Когда я его узнал, обстоятельства его как будто давно уже сложились. Он жил как бы на покое. И виртуозно отточенные карандаши на его столе казались музейными пиками. И листочки исписанной бумаги — привычно заполняемым досугом.

Но — ах, это «но», ожидаемое и часто принужда­емое! — в нем уже более четверти века происходил процесс складывания нового писателя Всеволода Ива­нова. Процесс, так и не завершившийся, прерванный смертью. Процесс этот был не вулканический, а геоло­гический и потому приметный только при внимательном наблюдении. Но и тогда о характере глубинных реакций судить можно было лишь косвенно, потому что в глу­бину мало кто был допущен; может быть, не только из-за сдержанности или скрытности, а и потому, что сам Всеволод Иванов полагал или чувствовал, что еще дале­ко до итога, и суть происшедшего с ним в целом обозре­вать начал, только когда уверился в том, что умирает,— с весны 1963 года. Доказательств вышесказанному у меня мало, так мне казалось и кажется сейчас. И лишь третье воспоминание это подтвердит или опровергнет.

Он был незаурядный характер, необычный талант и человек нашего времени, где история духовного ста­новления мало еще изучена.

Облик Всеволода Иванова, его манера держаться и разговаривать, отрицавшие все внешне романтическое и форсированное, часто заставляли забывать о том, что в нем постоянно работала фантазия. Мне казалось, что мощь этой фантазии (порой, впрочем, лукавой и спасительной) более всего придавала своеобразия его человеческой личности.

Мир этой фантазии, где вовсе не отрицался, а лишь преображался реальный опыт, был той писательской лабораторией, где ставился эксперимент психологический и социальный, где порой отыскивалась мера происходящему и вырабатывались нравственные поня­тия, отнюдь не фантастические.

В сфере фантазии Всеволод Иванов жил так же спо­койно и органично, как в горах и на таежных реках. Фантастичность его была естественна, и донкихотские ее начала глубоко скрыты.

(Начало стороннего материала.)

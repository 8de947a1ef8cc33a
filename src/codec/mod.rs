//! The context-modeled codec of a region grid.
//!
//! A coded region starts with a header fixing the [shape of the contexts](ContextShape):
//! ```text
//! version: u8 = 0 | context_bits: u8 | neighbor_count: u8 | neighbor_count × (dx: i8, dy: i8, dz: i8)
//! ```
//! followed by the channel stream produced by a [`GridCodec`](grid_codec::GridCodec).

pub mod grid_codec;
pub mod hash;

use std::fmt::Display;
use std::str::FromStr;

use mem_dbg::{MemDbg, MemSize};

use crate::model::context_bucket::DEFAULT_PROMOTION_DIVISOR;
use crate::model::integer_coder::IntegerCoderConfig;
use crate::{CodecError, Result};

/// The only header version understood by this crate.
pub const HEADER_VERSION: u8 = 0;

/// The largest number of neighbors a context can depend on.
pub const MAX_NEIGHBORS: usize = 4;

/// The default number of context bits.
pub const DEFAULT_CONTEXT_BITS: u8 = 12;

/// The offset of a neighbor from the voxel being coded.
#[derive(Clone, Copy, Debug, PartialEq, Eq, Hash, MemDbg, MemSize)]
pub struct NeighborOffset {
    pub dx: i8,
    pub dy: i8,
    pub dz: i8,
}

impl NeighborOffset {
    pub const fn new(dx: i8, dy: i8, dz: i8) -> Self {
        Self { dx, dy, dz }
    }

    /// Returns whether the neighbor is always coded before the voxel it is relative to.
    ///
    /// Voxels are coded layer by layer, bottom to top; within a layer, chunk by chunk and
    /// within a chunk row by row, both with z varying slowest. Hence every voxel of a lower
    /// layer is causal, while in the same layer only voxels not ahead along either axis are.
    pub fn is_causal(&self) -> bool {
        self.dy < 0 || (self.dy == 0 && self.dx <= 0 && self.dz <= 0 && (self.dx, self.dz) != (0, 0))
    }
}

impl Display for NeighborOffset {
    fn fmt(&self, f: &mut std::fmt::Formatter<'_>) -> std::fmt::Result {
        write!(f, "({}, {}, {})", self.dx, self.dy, self.dz)
    }
}

impl FromStr for NeighborOffset {
    type Err = String;

    /// Parses an offset written as `dx,dy,dz`.
    fn from_str(s: &str) -> std::result::Result<Self, Self::Err> {
        let parts = s
            .split(',')
            .map(|part| part.trim().parse::<i8>())
            .collect::<std::result::Result<Vec<_>, _>>()
            .map_err(|e| format!("Invalid offset {:?}: {}", s, e))?;
        match parts[..] {
            [dx, dy, dz] => Ok(Self::new(dx, dy, dz)),
            _ => Err(format!("Invalid offset {:?}: expected dx,dy,dz", s)),
        }
    }
}

/// Which neighbors select the context of a voxel, and how many contexts there are.
///
/// This is everything the decoder needs to know about how the encoder modeled the region,
/// and it is what the header stores.
#[derive(Clone, Debug, PartialEq, Eq, MemDbg, MemSize)]
pub struct ContextShape {
    context_bits: u8,
    neighbors: Vec<NeighborOffset>,
}

impl Default for ContextShape {
    /// One step back along each axis.
    fn default() -> Self {
        Self {
            context_bits: DEFAULT_CONTEXT_BITS,
            neighbors: vec![
                NeighborOffset::new(-1, 0, 0),
                NeighborOffset::new(0, -1, 0),
                NeighborOffset::new(0, 0, -1),
            ],
        }
    }
}

impl ContextShape {
    /// Creates a validated shape.
    pub fn new(context_bits: u8, neighbors: Vec<NeighborOffset>) -> Result<Self> {
        if !(1..=16).contains(&context_bits) {
            return Err(CodecError::InvalidContextBits(context_bits));
        }
        if neighbors.len() > MAX_NEIGHBORS {
            return Err(CodecError::TooManyNeighbors(neighbors.len()));
        }
        if let Some(offset) = neighbors.iter().find(|offset| !offset.is_causal()) {
            return Err(CodecError::NonCausalNeighbor(offset.dx, offset.dy, offset.dz));
        }
        Ok(Self {
            context_bits,
            neighbors,
        })
    }

    pub fn context_bits(&self) -> u8 {
        self.context_bits
    }

    pub fn neighbors(&self) -> &[NeighborOffset] {
        &self.neighbors
    }

    /// Returns the length in bytes of the header of this shape.
    pub fn header_len(&self) -> usize {
        3 + 3 * self.neighbors.len()
    }

    /// Appends the header of this shape to `out`.
    pub fn write_header(&self, out: &mut Vec<u8>) {
        out.push(HEADER_VERSION);
        out.push(self.context_bits);
        out.push(self.neighbors.len() as u8);
        for offset in &self.neighbors {
            out.extend([offset.dx as u8, offset.dy as u8, offset.dz as u8]);
        }
    }

    /// Reads and validates a header at the start of `stream`.
    ///
    /// Returns the shape and the number of bytes the header takes.
    pub fn read_header(stream: &[u8]) -> Result<(Self, usize)> {
        let fixed = stream.get(..3).ok_or(CodecError::TruncatedStream {
            offset: 0,
            needed: 3 - stream.len(),
        })?;
        let (version, context_bits, count) = (fixed[0], fixed[1], fixed[2] as usize);

        if version != HEADER_VERSION {
            return Err(CodecError::UnsupportedVersion(version));
        }
        if count > MAX_NEIGHBORS {
            return Err(CodecError::TooManyNeighbors(count));
        }

        let len = 3 + 3 * count;
        let offsets = stream.get(3..len).ok_or(CodecError::TruncatedStream {
            offset: stream.len(),
            needed: len - stream.len(),
        })?;
        let neighbors = offsets
            .chunks_exact(3)
            .map(|offset| NeighborOffset::new(offset[0] as i8, offset[1] as i8, offset[2] as i8))
            .collect();

        Ok((Self::new(context_bits, neighbors)?, len))
    }
}

/// The tuning of the adaptive models. Unlike a [`ContextShape`] it is not stored in the header,
/// so encoder and decoder must agree on it beforehand.
#[derive(Clone, Copy, Debug, PartialEq, Eq, MemDbg, MemSize)]
pub struct ModelConfig {
    /// The divisor of the promotion bias of the context buckets.
    pub promotion_divisor: u64,
    /// The adaptation speeds of the integer coder of each bucket.
    pub coder: IntegerCoderConfig,
}

impl Default for ModelConfig {
    fn default() -> Self {
        Self {
            promotion_divisor: DEFAULT_PROMOTION_DIVISOR,
            coder: IntegerCoderConfig::default(),
        }
    }
}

В каждом фантасте живет и Дон-Кихот и Санчо Панса. Особенности личности и даже эпохи выражаются в различии взаимоотношений между первым и вто­рым. Понятия сервантесовского Дон-Кихота те же, что и у Санчо Пансы. Они верят в одно и то же — в высо­кое назначение Дон-Кихота. Их понятия — идеальные.

В донкихотстве Тартарена из Тараскона есть боль­шая доля маниловщины, а в его Санчо сидит Собакевич. Это уже не трагедия, а фарс, где действует не вера, а самообман и где, в сущности, все кончается самообма­ном. Кончается тем, что действительность приспосаб­ливает миф. Мифический подвиг начинает служить реальной прозе.

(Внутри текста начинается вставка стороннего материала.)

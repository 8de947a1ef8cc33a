mod common;

use rand::rngs::SmallRng;
use rand::SeedableRng;
use rstest::rstest;
use voxel_entropy::channel::Backend;
use voxel_entropy::codec::{ContextShape, ModelConfig};
use voxel_entropy::grid::{BlockGrid, Dimensions};
use voxel_entropy::region::RegionPrelude;
use voxel_entropy::utils::synthetic_terrain;

use crate::common::*;

/// Raw states of a terrain, with palette ids mapped to sparse state values.
fn get_states(dims: Dimensions) -> Vec<u32> {
    let grid = synthetic_terrain(dims, 40, &mut SmallRng::seed_from_u64(SEED));
    grid.blocks().iter().map(|&id| id as u32 * 97 + 5).collect()
}

#[rstest]
fn prelude_survives_a_store_and_load(#[values(Backend::Range, Backend::Uabs)] backend: Backend) -> anyhow::Result<()> {
    let dims = Dimensions::new(1, 2, 24);
    let states = get_states(dims);
    let (grid, palette) = BlockGrid::from_states(dims, &states)?;

    let prelude = RegionPrelude::compress(&grid, &palette, ContextShape::default(), ModelConfig::default(), backend)?;
    let dir = tempfile::tempdir()?;
    let path = dir.path().join("region.vox");
    prelude.store_to(&path)?;

    let loaded = RegionPrelude::load_from(&path)?;
    assert_eq!(loaded.backend, backend.tag());
    assert_eq!(loaded.dimensions(), dims);
    assert_eq!(loaded.stream, prelude.stream);

    let (decoded, decoded_palette) = loaded.decompress(ModelConfig::default())?;
    assert_eq!(decoded_palette, palette);
    assert_eq!(decoded, grid);
    assert_eq!(decoded.to_states(&decoded_palette), states);
    Ok(())
}

#[test]
fn prelude_with_unknown_backend_is_rejected() -> anyhow::Result<()> {
    let dims = Dimensions::new(1, 1, 4);
    let (grid, palette) = BlockGrid::from_states(dims, &get_states(dims))?;
    let mut prelude =
        RegionPrelude::compress(&grid, &palette, ContextShape::default(), ModelConfig::default(), Backend::Range)?;

    prelude.backend = 9;
    assert!(prelude.decompress(ModelConfig::default()).is_err());
    Ok(())
}

#[test]
fn prelude_with_corrupt_stream_is_rejected() -> anyhow::Result<()> {
    let dims = Dimensions::new(1, 1, 4);
    let (grid, palette) = BlockGrid::from_states(dims, &get_states(dims))?;
    let mut prelude =
        RegionPrelude::compress(&grid, &palette, ContextShape::default(), ModelConfig::default(), Backend::Uabs)?;

    prelude.stream.push(0);
    assert!(prelude.decompress(ModelConfig::default()).is_err());
    Ok(())
}

#[test]
fn missing_file_is_an_error() {
    let dir = tempfile::tempdir().unwrap();
    assert!(RegionPrelude::load_from(dir.path().join("missing.vox")).is_err());
}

Дон-Кихот нашего века по-современному стыдится идеальных порывов своей фантазии. Он по-своему умудрен и лукав. Он не надевает доспехов. Он по форме предпочитает быть Санчо Пансой. И так вот, уже не един в двух лицах, а Дон-Кихот и Санчо в одном лице, думает о кибернетике и о покорении космоса и нето­ропливо шагает с палкой по горной тропе, все еще надеясь встретить снежного человека. Он думает, может быть, о необычайной действенности фантазии, о реальности фантастического в наше время — от Тура Хейердала до атомного реактора. Но он все же не отдается целиком на волю фантазии, потому что опыт ему подсказывает, как опасны фантастические понятия в области социальной или нравственной, где лучше сперва проверить их практикой и рассудком, иначе они — предрассудок.

Я спросил однажды Всеволода Вячеславовича, прочитав его роман «Мы идем в Индию», есть ли книги, поминаемые и цитируемые там.

— Конечно, есть,— ответил он убежденно. И, помол­чав, добавил: — А может быть, и нет.

Я очень хорошо запомнил интонацию этого ответа. Мы шли полем в Переделкине (тем полем, что зовется Неясной поляной). Он, наверное, думал о другом, смот­рел куда-то вдаль. И оба его ответа были машинальны и естественны, словно не противоречили друг другу.

Я не помню, что подумал тогда. Сейчас мне кажется, что вновь приоткрылась для меня важная грань его существования. Это всем детским существом фантаста Утверждаемое:

— Конечно, есть!

И отвергаемое зрелым опытом:

— А может быть, и нет...

Но в отрицании есть еще — «может быть». Есть место надежде. Может быть...

1965

День с Заболоцким

По Дубовому залу старого Дома литераторов шел человек степенный и респектабельный, с большим порт­фелем. Шел Павел Иванович Чичиков с аккуратным пробором, с редкими волосами, зачесанными набок до блеска. Мне сказали, что это Заболоцкий.